Fulcrum lands $25 million as AI-driven insurtechs dominate venture capital race

Company touts that it has nearly half of the top 50 US brokerages on board

Fulcrum lands $25 million as AI-driven insurtechs dominate venture capital race

Transformation

By Kenneth Araullo

Fulcrum, a workflow automation platform built for insurance brokerages, has closed a $25 million funding round combining Seed and Series A investments, as artificial intelligence-focused insurtechs continue to capture the lion's share of venture capital flowing into the sector.

CRV led the round, with South Park Commons, Foundation Capital, and insurance-focused angel investors also participating.

The funding comes as investor appetite for AI-driven insurance technology shows no signs of abating. In the third quarter of 2025, AI-centered insurtechs accounted for 74.8% of total sector funding, raising $751.72 million across 49 deals. Commercial-focused insurtechs raised $470.67 million during the same period.
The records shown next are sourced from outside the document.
//! Typed statement arguments.
//!
//! Statements take positional `$n` placeholders; every placeholder is filled
//! from a [`QueryArg`] in order. The enum is closed so that both the
//! PostgreSQL adapter and test doubles can inspect arguments without knowing
//! the driver's encoding traits.

use chrono::{DateTime, Utc};
use uuid::Uuid;

/// A single positional argument passed through to the driver.
#[derive(Debug, Clone, PartialEq)]
pub enum QueryArg {
    /// SQL `NULL`
    Null,
    Bool(bool),
    Int(i64),
    Float(f64),
    Text(String),
    Bytes(Vec<u8>),
    Json(serde_json::Value),
    Uuid(Uuid),
    Timestamp(DateTime<Utc>),
}

impl QueryArg {
    /// Short type label, used in trace output instead of the value itself.
    pub fn kind(&self) -> &'static str {
        match self {
            QueryArg::Null => "null",
            QueryArg::Bool(_) => "bool",
            QueryArg::Int(_) => "int",
            QueryArg::Float(_) => "float",
            QueryArg::Text(_) => "text",
            QueryArg::Bytes(_) => "bytes",
            QueryArg::Json(_) => "json",
            QueryArg::Uuid(_) => "uuid",
            QueryArg::Timestamp(_) => "timestamp",
        }
    }
}

impl From<bool> for QueryArg {
    fn from(value: bool) -> Self {
        QueryArg::Bool(value)
    }
}

impl From<i32> for QueryArg {
    fn from(value: i32) -> Self {
        QueryArg::Int(i64::from(value))
    }
}

impl From<i64> for QueryArg {
    fn from(value: i64) -> Self {
        QueryArg::Int(value)
    }
}

impl From<f64> for QueryArg {
    fn from(value: f64) -> Self {
        QueryArg::Float(value)
    }
}

impl From<&str> for QueryArg {
    fn from(value: &str) -> Self {
        QueryArg::Text(value.to_string())
    }
}

impl From<String> for QueryArg {
    fn from(value: String) -> Self {
        QueryArg::Text(value)
    }
}

impl From<Vec<u8>> for QueryArg {
    fn from(value: Vec<u8>) -> Self {
        QueryArg::Bytes(value)
    }
}

impl From<serde_json::Value> for QueryArg {
    fn from(value: serde_json::Value) -> Self {
        QueryArg::Json(value)
    }
}

impl From<Uuid> for QueryArg {
    fn from(value: Uuid) -> Self {
        QueryArg::Uuid(value)
    }
}

impl From<DateTime<Utc>> for QueryArg {
    fn from(value: DateTime<Utc>) -> Self {
        QueryArg::Timestamp(value)
    }
}

impl<T: Into<QueryArg>> From<Option<T>> for QueryArg {
    fn from(value: Option<T>) -> Self {
        value.map_or(QueryArg::Null, Into::into)
    }
}

/// Build a `Vec<QueryArg>` from heterogeneous values.
///
/// ```rust,ignore
/// let rows = service.query("SELECT * FROM users WHERE id = $1 AND active = $2", &args![42, true]).await?;
/// ```
#[macro_export]
macro_rules! args {
    () => { ::std::vec::Vec::<$crate::database::QueryArg>::new() };
    ($($value:expr),+ $(,)?) => {
        ::std::vec![$($crate::database::QueryArg::from($value)),+]
    };
}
The concentration of capital in AI ventures reflects a broader recalibration among insurtech investors, who are increasingly seeking out companies that are already generating revenue and approaching profitability rather than backing early-stage experiments with uncertain paths to commercialization.

Annual insurtech investment has stabilized at around $7 billion globally.

End-to-end automation for insurers

Fulcrum's established customer base – the company says its technology is used by nearly half of the top 50 US insurance brokerages – positions it squarely within this trend toward mature ventures with demonstrated market traction.

The platform handles servicing workflows including policy checking, coverage analysis, proposal preparation, and certificate issuance.

The technology currently executes more than 2,500 hours of servicing work daily across its customer base. According to the company, this has helped reduce policy delivery timelines from weeks to same-day turnaround and shortened proposal preparation cycles.

Arjun Mangla, co-founder and chief executive of Fulcrum, said the company takes a different approach from platforms that focus on optimizing individual tasks.

"Fulcrum focuses on how work flows end-to-end because that's where the real cost and risk live," Mangla said. "We're not trying to replace broker judgment; we're augmenting it by removing the friction that slows teams down."

Sambhav Anand, co-founder and chief technology officer, noted that recent developments in artificial intelligence have enabled the company to address operational complexity at scale.

"The challenge in brokerage operations isn't automating a single task, it's managing complexity across systems, documents, and people," Anand said.

Fulcrum says that it plans to deploy the new capital to expand its platform capabilities and support growth among large commercial and specialty brokerages – segments where operational complexity and the potential returns from automation are particularly pronounced.